その都度僕は杉本と話し合ってまた詞に手を加え、山田に注文して曲の手直しをする。
「すみませんねえ」
と詫びる彼女。
「いやいや、気持ちは判りますよ」
と応じる僕。これまで僕は歌謡曲のプロデュースをいくつかやり、歌手たちの代表曲にした経験がある。相手がスター歌手でもこうと決めたら一直線。反対も押し切る我の通し方だった。それがこんなに手間暇をかけたのは初めてだ。
出口の歌を聞いたのは、ずいぶん昔のNHKホールの「パリ祭」で、ズンと来る低中音の魅力と存在感をカラオケ雑誌の記事にまぎれ込ませた。ほんの数行なのに、それを読んだ彼女から連絡があり、東京でのコンサートも何度か見た。それを縁に詞屋の仕事につき合ってもらうことになる。

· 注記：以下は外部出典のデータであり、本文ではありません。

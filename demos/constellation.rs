use std::collections::HashMap;

use tastemap::{analyze, Axis, DissimilarityMatrix, ItemMetrics};

fn main() -> Result<(), Box<dyn std::error::Error>> {
    // Six raters, two taste camps, and a few songs ranked by each of them.
    let raters = ["honoka", "kotori", "umi", "maki", "rin", "hanayo"];
    let songs: &[(&str, &str, [f64; 6])] = &[
        ("s1", "Snow Halation", [1.0, 2.0, 1.0, 9.0, 8.0, 9.0]),
        ("s2", "Bokura no LIVE", [8.0, 9.0, 8.0, 2.0, 1.0, 1.0]),
        ("s3", "Susume Tomorrow", [3.0, 3.0, 4.0, 3.0, 4.0, 3.0]),
        ("s4", "Kitto Seishun", [5.0, 1.0, 6.0, 5.0, 2.0, 6.0]),
    ];

    // Divergence = mean absolute rank difference over the shared songs.
    let mut nested: HashMap<String, HashMap<String, f64>> = HashMap::new();
    for (i, a) in raters.iter().enumerate() {
        for (j, b) in raters.iter().enumerate() {
            let div = songs
                .iter()
                .map(|(_, _, r)| (r[i] - r[j]).abs())
                .sum::<f64>()
                / songs.len() as f64;
            nested
                .entry(a.to_string())
                .or_default()
                .insert(b.to_string(), div);
        }
    }
    let matrix = DissimilarityMatrix::from_nested(&nested)?;

    let mut ranks: ItemMetrics = HashMap::new();
    let mut names = HashMap::new();
    for (id, name, r) in songs {
        ranks.insert(
            id.to_string(),
            raters
                .iter()
                .zip(r)
                .map(|(u, v)| (u.to_string(), *v))
                .collect(),
        );
        names.insert(id.to_string(), name.to_string());
    }

    let map = analyze(&matrix, &ranks)?;

    println!(
        "2D accuracy: {}%",
        map.embedding.variance_explained_percent()
    );
    for (id, p) in map.embedding.iter() {
        println!("  {id:<8} x={:>7.3} y={:>7.3} z={:>7.3}", p.x, p.y, p.z);
    }

    for label in map.axes.labels(&names) {
        println!("{label}");
    }
    println!("PC1 drivers:");
    for l in map.axes.drivers(Axis::X) {
        println!("  {:<16} {:+.3}", names[&l.item], l.x);
    }

    println!("maki's position:");
    for c in map.axes.contributions("maki", &ranks)? {
        println!(
            "  {:<16} dev={:+.1} pc1={:+.3} pc2={:+.3}",
            names[&c.item], c.deviation, c.x, c.y
        );
    }

    let report = map.diagnostics();
    if !report.is_clean() {
        print!("{report}");
    }
    Ok(())
}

詞屋のアルバムは文字通りの手づくりで、メンバーの研鑚の記念品であり、欲を言えば作品のプロモーションが狙い。府長と市長が入れ替わり、大阪維新の会がダブル選挙圧勝、ぶち上げる都構想...などとは全く関係ないが、
「歌のコンテンツづくりが東京一極なのはいかがなものか、この際われわれが関西から発信したい」
とする会の意気に感じて手伝って来た。4年前のアルバム第1作は思い思いの作品でコンセプト薄め。今回は「大阪亜熱帯」「ちゃうちゃう大阪」「ふたりの天神祭り」「ワルツのような大阪で」など、いかにも〝らしい〟作品が集まっている。歌詞に本音を書き込むのはむずかしいが、リーダーで演出家の大森青児の「おやじの歌」は、101才で亡くなった父君への思いが切々である。
5月1日発売を目途にした作業。
「それにしてもお二人、粘りますなあ」
と会の面々に呆れられながら、締切りをかなり遅れ、見切り発車されそうな中で「詩人の肖像」は出来上がった、ピアノ一本をバックに、出口美保渾身の歌唱である。彼女も僕も、とうに80才を越えている〝老いの一徹〟だが、彼女はまだ、
「いまひとつ歯がゆい」
と、歌唱への未練を口にしている。
詞屋のメンバーは、大森、杉本のほかに槙映二、丘辺渉、井美香、近藤英子ほかだが、正体は大学の先生、作家、進学塾のやり手など、異業種ではひとかどの面々。そこが面白そうだと、僕は時おり大阪の合評会に参加、年寄りの知ったかぶりでお尻を叩いて来た。会の弱点は作詞家ばかりで、作曲、編曲、歌もやる松原徹と曲の上原昇以外は作曲、編曲、歌手の仲間が手薄なこと。いずれ関西の有志を糾合...とその気になっているから会は第2期に入りそうな気配だ。
「だから、歌い手がいまへんねん」
「これはお似合いの作品と思うんやけど...」
などと、冗談めかした視線に射すくめられて、酔狂な僕は杉本のもう一つの「古き町にて」を歌うことになった。作曲は大病の療養中だった有名アレンジャー前田俊明に依頼、女に振られたまま京都あたりで独居する熟年男の悔恨をしみじみ...という段取り。歌唱ばかりは口ほどにもないと、失笑を買うことは覚悟の上である。